Kanzow, on the other hand, had not heard of the Equal Justice Works Fellowship until far into her law school career. However, she determined her legal career path in high school.

Like Greenberg, Kanzow’s project involves work with adolescents and stems from personal experience. When Kanzow was in high school, someone close to her struggled with emotional behavioral issues.

Kanzow witnessed the power and influence of lawyers first-hand when her friend’s family hired a special education attorney. The attorney challenged the system and helped find placement in a private therapeutic boarding school.

“It changed her life completely,” Kanzow said. “When I saw the attorney work, I saw how much it helped her and her family. I knew I wanted to go to law school already, but I decided that was what I’m going to practice.”

Now, Kanzow’s friend has a successful personal life and career, free of any behavioral issues.

Kanzow structured all of her studies and personal time around special education. She studied sociology in college and tutored kids with emotional behavioral issues after school. After graduating from college, Kanzow tutored a child with severe ADHD and Dyslexia.

“I was able to see how if you just adjust your teaching just a little bit – teach it a different way – [special needs students] can get it,” Kanzow said.

The Children’s Rights Section of Community Legal Services of Mid-Florida, where Kanzow works as an intern, told her about the fellowship and encouraged her to apply with them as her host organization. Kanzow’s project involves the same topic as her internship: the school to prison pipeline, with emphasis on special education in rural areas and minorities. The Florida Bar Foundation chose to sponsor Kanzow’s project. In her application, she proposed creating educational materials for parents, students, attorneys, and advocates, in addition to her practicing special education law.
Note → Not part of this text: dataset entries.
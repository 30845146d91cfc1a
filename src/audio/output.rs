//! Output device abstraction and cpal-backed playback mixer
//!
//! The playback scheduler talks to the output device through
//! [`OutputSink`]: a monotonic clock plus "play this buffer at time T".
//! The cpal implementation keeps a sample-counter clock and sums any
//! scheduled buffers that overlap the callback window, so back-to-back
//! units scheduled by the engine come out gapless.

use cpal::traits::{DeviceTrait, StreamTrait};
use cpal::StreamConfig;
use crossbeam_channel::{bounded, Sender};
use parking_lot::Mutex;
use std::sync::atomic::{AtomicBool, Ordering};
use std::sync::Arc;
use std::thread::{self, JoinHandle};
use std::time::Duration;

use crate::audio::device::{default_output_device, map_build_error};
use crate::constants::PLAYBACK_SAMPLE_RATE;
use crate::error::AudioError;
use crate::session::SessionEvent;

/// Identifier for a scheduled playback unit
pub type HandleId = u64;

/// A decoded audio buffer ready for scheduling, one f32 vector per
/// channel at the output sample rate.
#[derive(Debug, Clone)]
pub struct PlaybackUnit {
    pub channels: Vec<Vec<f32>>,
    pub sample_rate: u32,
}

impl PlaybackUnit {
    pub fn new(channels: Vec<Vec<f32>>, sample_rate: u32) -> Self {
        Self {
            channels,
            sample_rate,
        }
    }

    /// Unit duration in seconds
    pub fn duration_secs(&self) -> f64 {
        let frames = self.channels.first().map_or(0, Vec::len);
        frames as f64 / f64::from(self.sample_rate)
    }

    /// Collapse to a mono buffer for the single-channel output device
    fn mixdown(mut self) -> Vec<f32> {
        match self.channels.len() {
            0 => Vec::new(),
            1 => self.channels.remove(0),
            n => {
                let frames = self.channels[0].len();
                let mut mono = vec![0.0f32; frames];
                for channel in &self.channels {
                    for (acc, &s) in mono.iter_mut().zip(channel) {
                        *acc += s;
                    }
                }
                for s in &mut mono {
                    *s /= n as f32;
                }
                mono
            }
        }
    }
}

/// Scheduled-playback output device.
pub trait OutputSink: Send {
    /// Current position of the device clock, in seconds
    fn now(&self) -> f64;

    /// Schedule a unit to begin at `start_at` on the device clock.
    /// A `start_at` already in the past plays immediately.
    fn schedule(
        &mut self,
        unit: PlaybackUnit,
        start_at: f64,
    ) -> Result<Box<dyn ScheduledHandle>, AudioError>;
}

/// Live reference to a unit that will play or is playing.
pub trait ScheduledHandle: Send {
    fn id(&self) -> HandleId;

    /// Hard-stop the unit and discard whatever has not played yet
    fn stop(&self);
}

/// Source of output sinks; the session opens one per instance.
pub trait Speaker: Send {
    fn open(&mut self, events: Sender<SessionEvent>) -> Result<Box<dyn OutputSink>, AudioError>;
}

/// Shared state between the scheduler side and the device callback
struct Mixer {
    /// Samples rendered since the sink opened; the device clock
    clock_samples: u64,
    next_id: HandleId,
    entries: Vec<Entry>,
    /// Units that completed naturally since the last callback drain
    finished: Vec<HandleId>,
}

struct Entry {
    id: HandleId,
    start_sample: u64,
    samples: Vec<f32>,
}

impl Mixer {
    fn new() -> Self {
        Self {
            clock_samples: 0,
            next_id: 1,
            entries: Vec::new(),
            finished: Vec::new(),
        }
    }

    fn render(&mut self, out: &mut [f32]) {
        out.fill(0.0);
        let window_start = self.clock_samples;
        let window_end = window_start + out.len() as u64;

        for entry in &self.entries {
            let entry_end = entry.start_sample + entry.samples.len() as u64;
            let lo = entry.start_sample.max(window_start);
            let hi = entry_end.min(window_end);
            for t in lo..hi {
                out[(t - window_start) as usize] += entry.samples[(t - entry.start_sample) as usize];
            }
        }

        self.clock_samples = window_end;
        let finished = &mut self.finished;
        self.entries.retain(|e| {
            let done = e.start_sample + e.samples.len() as u64 <= window_end;
            if done {
                finished.push(e.id);
            }
            !done
        });
    }

    fn schedule(&mut self, samples: Vec<f32>, start_at: f64, sample_rate: u32) -> HandleId {
        let requested = (start_at * f64::from(sample_rate)).round().max(0.0) as u64;
        let start_sample = requested.max(self.clock_samples);
        let id = self.next_id;
        self.next_id += 1;
        self.entries.push(Entry {
            id,
            start_sample,
            samples,
        });
        id
    }
}

/// Speaker backed by the default cpal output device.
pub struct CpalSpeaker {
    config: StreamConfig,
}

impl CpalSpeaker {
    pub fn new() -> Self {
        Self {
            config: StreamConfig {
                channels: 1,
                sample_rate: cpal::SampleRate(PLAYBACK_SAMPLE_RATE),
                buffer_size: cpal::BufferSize::Default,
            },
        }
    }
}

impl Default for CpalSpeaker {
    fn default() -> Self {
        Self::new()
    }
}

impl Speaker for CpalSpeaker {
    fn open(&mut self, events: Sender<SessionEvent>) -> Result<Box<dyn OutputSink>, AudioError> {
        let device = default_output_device()?;
        let config = self.config.clone();
        let mixer = Arc::new(Mutex::new(Mixer::new()));
        let running = Arc::new(AtomicBool::new(true));
        let (ready_tx, ready_rx) = bounded::<Result<(), AudioError>>(1);

        let thread_mixer = mixer.clone();
        let thread_running = running.clone();
        let handle = thread::Builder::new()
            .name("audio-output".to_string())
            .spawn(move || {
                let callback_mixer = thread_mixer;
                let error_events = events.clone();

                let stream = device.build_output_stream(
                    &config,
                    move |data: &mut [f32], _: &cpal::OutputCallbackInfo| {
                        let mut mixer = callback_mixer.lock();
                        mixer.render(data);
                        for id in mixer.finished.drain(..) {
                            let _ = events.try_send(SessionEvent::PlaybackFinished(id));
                        }
                    },
                    move |err| {
                        let _ = error_events
                            .try_send(SessionEvent::DeviceError(format!("output: {err}")));
                    },
                    None,
                );

                let stream = match stream {
                    Ok(stream) => {
                        let _ = ready_tx.send(Ok(()));
                        stream
                    }
                    Err(e) => {
                        let _ = ready_tx.send(Err(map_build_error(e)));
                        return;
                    }
                };

                if let Err(e) = stream.play() {
                    tracing::error!("Failed to start output stream: {}", e);
                    return;
                }

                while thread_running.load(Ordering::Relaxed) {
                    thread::sleep(Duration::from_millis(10));
                }
                // Stream dropped here, releasing the device
            })
            .map_err(|e| AudioError::StreamError(e.to_string()))?;

        match ready_rx.recv() {
            Ok(Ok(())) => Ok(Box::new(CpalSink {
                mixer,
                sample_rate: PLAYBACK_SAMPLE_RATE,
                running,
                thread_handle: Some(handle),
            })),
            Ok(Err(e)) => {
                let _ = handle.join();
                Err(e)
            }
            Err(_) => {
                let _ = handle.join();
                Err(AudioError::StreamError(
                    "output thread exited before reporting readiness".to_string(),
                ))
            }
        }
    }
}

struct CpalSink {
    mixer: Arc<Mutex<Mixer>>,
    sample_rate: u32,
    running: Arc<AtomicBool>,
    thread_handle: Option<JoinHandle<()>>,
}

impl OutputSink for CpalSink {
    fn now(&self) -> f64 {
        self.mixer.lock().clock_samples as f64 / f64::from(self.sample_rate)
    }

    fn schedule(
        &mut self,
        unit: PlaybackUnit,
        start_at: f64,
    ) -> Result<Box<dyn ScheduledHandle>, AudioError> {
        let samples = unit.mixdown();
        let id = self.mixer.lock().schedule(samples, start_at, self.sample_rate);
        Ok(Box::new(CpalScheduledHandle {
            id,
            mixer: self.mixer.clone(),
        }))
    }
}

impl Drop for CpalSink {
    fn drop(&mut self) {
        self.running.store(false, Ordering::SeqCst);
        if let Some(handle) = self.thread_handle.take() {
            let _ = handle.join();
        }
    }
}

struct CpalScheduledHandle {
    id: HandleId,
    mixer: Arc<Mutex<Mixer>>,
}

impl ScheduledHandle for CpalScheduledHandle {
    fn id(&self) -> HandleId {
        self.id
    }

    fn stop(&self) {
        self.mixer.lock().entries.retain(|e| e.id != self.id);
    }
}

#[cfg(test)]
mod tests {
    use super::*;

    #[test]
    fn mixer_renders_scheduled_samples_at_their_start() {
        let mut mixer = Mixer::new();
        let id = mixer.schedule(vec![0.5; 4], 0.0, 8);
        assert_eq!(id, 1);

        let mut out = vec![0.0f32; 8];
        mixer.render(&mut out);
        assert_eq!(&out[..4], &[0.5; 4]);
        assert_eq!(&out[4..], &[0.0; 4]);
        assert_eq!(mixer.finished, vec![1]);
        assert!(mixer.entries.is_empty());
    }

    #[test]
    fn mixer_never_schedules_in_the_past() {
        let mut mixer = Mixer::new();
        let mut out = vec![0.0f32; 8];
        mixer.render(&mut out); // clock now at 8

        mixer.schedule(vec![1.0; 2], 0.0, 8); // asked for t=0, long gone
        let mut out = vec![0.0f32; 4];
        mixer.render(&mut out);
        // Plays immediately at the clock instead of being lost
        assert_eq!(&out[..2], &[1.0; 2]);
    }

    #[test]
    fn mixer_spans_callback_windows() {
        let mut mixer = Mixer::new();
        mixer.schedule(vec![0.25; 6], 0.0, 8);

        let mut first = vec![0.0f32; 4];
        mixer.render(&mut first);
        assert_eq!(&first[..], &[0.25; 4]);
        assert!(mixer.finished.is_empty());

        let mut second = vec![0.0f32; 4];
        mixer.render(&mut second);
        assert_eq!(&second[..2], &[0.25; 2]);
        assert_eq!(&second[2..], &[0.0; 2]);
        assert_eq!(mixer.finished.len(), 1);
    }

    #[test]
    fn mixdown_averages_channels() {
        let unit = PlaybackUnit::new(vec![vec![1.0, 0.0], vec![0.0, 1.0]], 24_000);
        assert_eq!(unit.mixdown(), vec![0.5, 0.5]);
    }
}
“A lot of students, based on race, are being excluded from the special education system,” Kanzow said. “Some students, if they’re doing something wrong, will be identified as in need of extra services because of an emotional or behavioral issue. Whereas, minority children, will often be identified as a bad kid.”

Kanzow and Greenberg have discussed ways of tying their two projects together in future collaborations, such as giving trainings on their respective subjects to one another’s teams. A unique aspect of the Equal Justice Works Fellowship is that the committee does not consider grades or request any transcripts, instead they want to see passion and commitment – both of which Kanzow and Greenberg have in excess.

“They just want to see you as a person and your project,” Greenberg said. “But, what I also like is that you have the ability to impact an underserved population through different avenues. Most fellows have a multi-faceted approach to tackling their issue. In order to make a real change, you can’t just do it in the courtroom. You have to educate the wider community. You really get to be creative in the ways that you’re trying to effectuate change.”